▶ Problem description
Check each line of the records below and collect those that include the word "parse".

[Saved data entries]
═══

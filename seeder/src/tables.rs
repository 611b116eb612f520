//! Generic per-row upsert seeder for exported table CSVs.
//!
//! Unlike the vocab pipeline, these CSVs carry their primary ids, and
//! the write path is an upsert keyed by id: chunks of 100, one
//! statement per row, constraint violations logged and swallowed so a
//! partially bad export still seeds everything it can.

use crate::error::{Result, SeedError};
use crate::pipeline::loader::{self, field, optional, RawRow};
use crate::store::{is_constraint_violation, LessonUpsert, SeedStore, ThemeUpsert, VocabUpsert};
use common::model::level::Level;
use common::model::report::TableSeedReport;
use common::model::vocab::NewVocab;
use log::{info, warn};
use std::path::Path;
use std::str::FromStr;

pub const UPSERT_BATCH_SIZE: usize = 100;

/// The closed set of seedable tables. Each variant owns its column
/// transform and upsert statement, so an unknown table name fails at
/// argument parsing rather than at some point mid-run.
#[derive(Debug, Clone, Copy, PartialEq, Eq)]
pub enum TableTarget {
    Theme,
    Lesson,
    Vocab,
}

impl TableTarget {
    pub fn as_str(&self) -> &'static str {
        match self {
            TableTarget::Theme => "theme",
            TableTarget::Lesson => "lesson",
            TableTarget::Vocab => "vocab",
        }
    }

    /// Conventional export file name for this table.
    pub fn default_file(&self) -> &'static str {
        match self {
            TableTarget::Theme => "Theme.csv",
            TableTarget::Lesson => "Lesson.csv",
            TableTarget::Vocab => "Vocab.csv",
        }
    }

    /// Transforms one raw row and upserts it. `Ok(false)` means the
    /// row failed the typed transform (missing/invalid columns) and
    /// was skipped before any store access.
    fn apply(&self, store: &SeedStore, row: &RawRow) -> rusqlite::Result<bool> {
        let Ok(id) = field(row, "id").parse::<i64>() else {
            return Ok(false);
        };
        match self {
            TableTarget::Theme => {
                let name = field(row, "name");
                let Ok(level) = field(row, "level").parse::<Level>() else {
                    return Ok(false);
                };
                if name.is_empty() {
                    return Ok(false);
                }
                store.upsert_theme_row(&ThemeUpsert {
                    id,
                    name: name.to_string(),
                    level,
                })?;
            }
            TableTarget::Lesson => {
                let Ok(order) = field(row, "order").parse::<u32>() else {
                    return Ok(false);
                };
                let Ok(level) = field(row, "level").parse::<Level>() else {
                    return Ok(false);
                };
                let Ok(theme_id) = field(row, "theme_id").parse::<i64>() else {
                    return Ok(false);
                };
                store.upsert_lesson_row(&LessonUpsert {
                    id,
                    name: field(row, "name").to_string(),
                    order,
                    level,
                    theme_id,
                })?;
            }
            TableTarget::Vocab => {
                let internal_id = field(row, "internalId");
                if internal_id.is_empty() {
                    return Ok(false);
                }
                let Ok(theme_id) = field(row, "theme_id").parse::<i64>() else {
                    return Ok(false);
                };
                let Ok(lesson_id) = field(row, "lesson_id").parse::<i64>() else {
                    return Ok(false);
                };
                store.upsert_vocab_row(&VocabUpsert {
                    id,
                    record: NewVocab {
                        internal_id: internal_id.to_string(),
                        word: field(row, "word").to_string(),
                        word_type: optional(row, "type"),
                        cefr: optional(row, "cefr"),
                        ipa_us: optional(row, "ipa_us"),
                        ipa_uk: optional(row, "ipa_uk"),
                        meaning_en: optional(row, "meaning_en"),
                        meaning_vn: optional(row, "meaning_vn"),
                        example: optional(row, "example"),
                        audio_url: optional(row, "audio_url"),
                        theme_id,
                        lesson_id,
                    },
                })?;
            }
        }
        Ok(true)
    }
}

impl FromStr for TableTarget {
    type Err = SeedError;

    fn from_str(s: &str) -> Result<Self> {
        match s {
            "theme" => Ok(TableTarget::Theme),
            "lesson" => Ok(TableTarget::Lesson),
            "vocab" => Ok(TableTarget::Vocab),
            other => Err(SeedError::Config(format!(
                "unknown table `{other}` (expected theme, lesson or vocab)"
            ))),
        }
    }
}

/// Seeds one table from an exported CSV. A missing file means
/// "nothing to seed" and is not an error; a row-level constraint
/// violation is swallowed and counted; everything else aborts.
pub fn seed_table(store: &SeedStore, target: TableTarget, path: &Path) -> Result<TableSeedReport> {
    let rows = match loader::load_rows(path) {
        Ok(rows) => rows,
        Err(SeedError::FileNotFound(missing)) => {
            warn!("seed file missing, nothing to seed: {}", missing.display());
            return Ok(TableSeedReport::default());
        }
        Err(err) => return Err(err),
    };
    info!(
        "seeding {} from {} ({} rows)",
        target.as_str(),
        path.display(),
        rows.len()
    );

    let mut report = TableSeedReport {
        rows_read: rows.len(),
        ..TableSeedReport::default()
    };
    let total = rows.len().div_ceil(UPSERT_BATCH_SIZE);
    for (i, chunk) in rows.chunks(UPSERT_BATCH_SIZE).enumerate() {
        for row in chunk {
            match target.apply(store, row) {
                Ok(true) => report.written += 1,
                Ok(false) => report.bad_rows += 1,
                Err(err) if is_constraint_violation(&err) => {
                    warn!(
                        "skipping {} row id {}: {}",
                        target.as_str(),
                        field(row, "id"),
                        err
                    );
                    report.conflicts += 1;
                }
                Err(err) => return Err(err.into()),
            }
        }
        info!(
            "upserted batch {}/{} into {}",
            i + 1,
            total,
            target.as_str()
        );
    }
    Ok(report)
}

═══

▶ Solution below
        let Ok(id) = field(row, "id").parse::<i64>() else {
                let Ok(level) = field(row, "level").parse::<Level>() else {
                let Ok(order) = field(row, "order").parse::<u32>() else {
                let Ok(level) = field(row, "level").parse::<Level>() else {
                let Ok(theme_id) = field(row, "theme_id").parse::<i64>() else {
                let Ok(theme_id) = field(row, "theme_id").parse::<i64>() else {
                let Ok(lesson_id) = field(row, "lesson_id").parse::<i64>() else {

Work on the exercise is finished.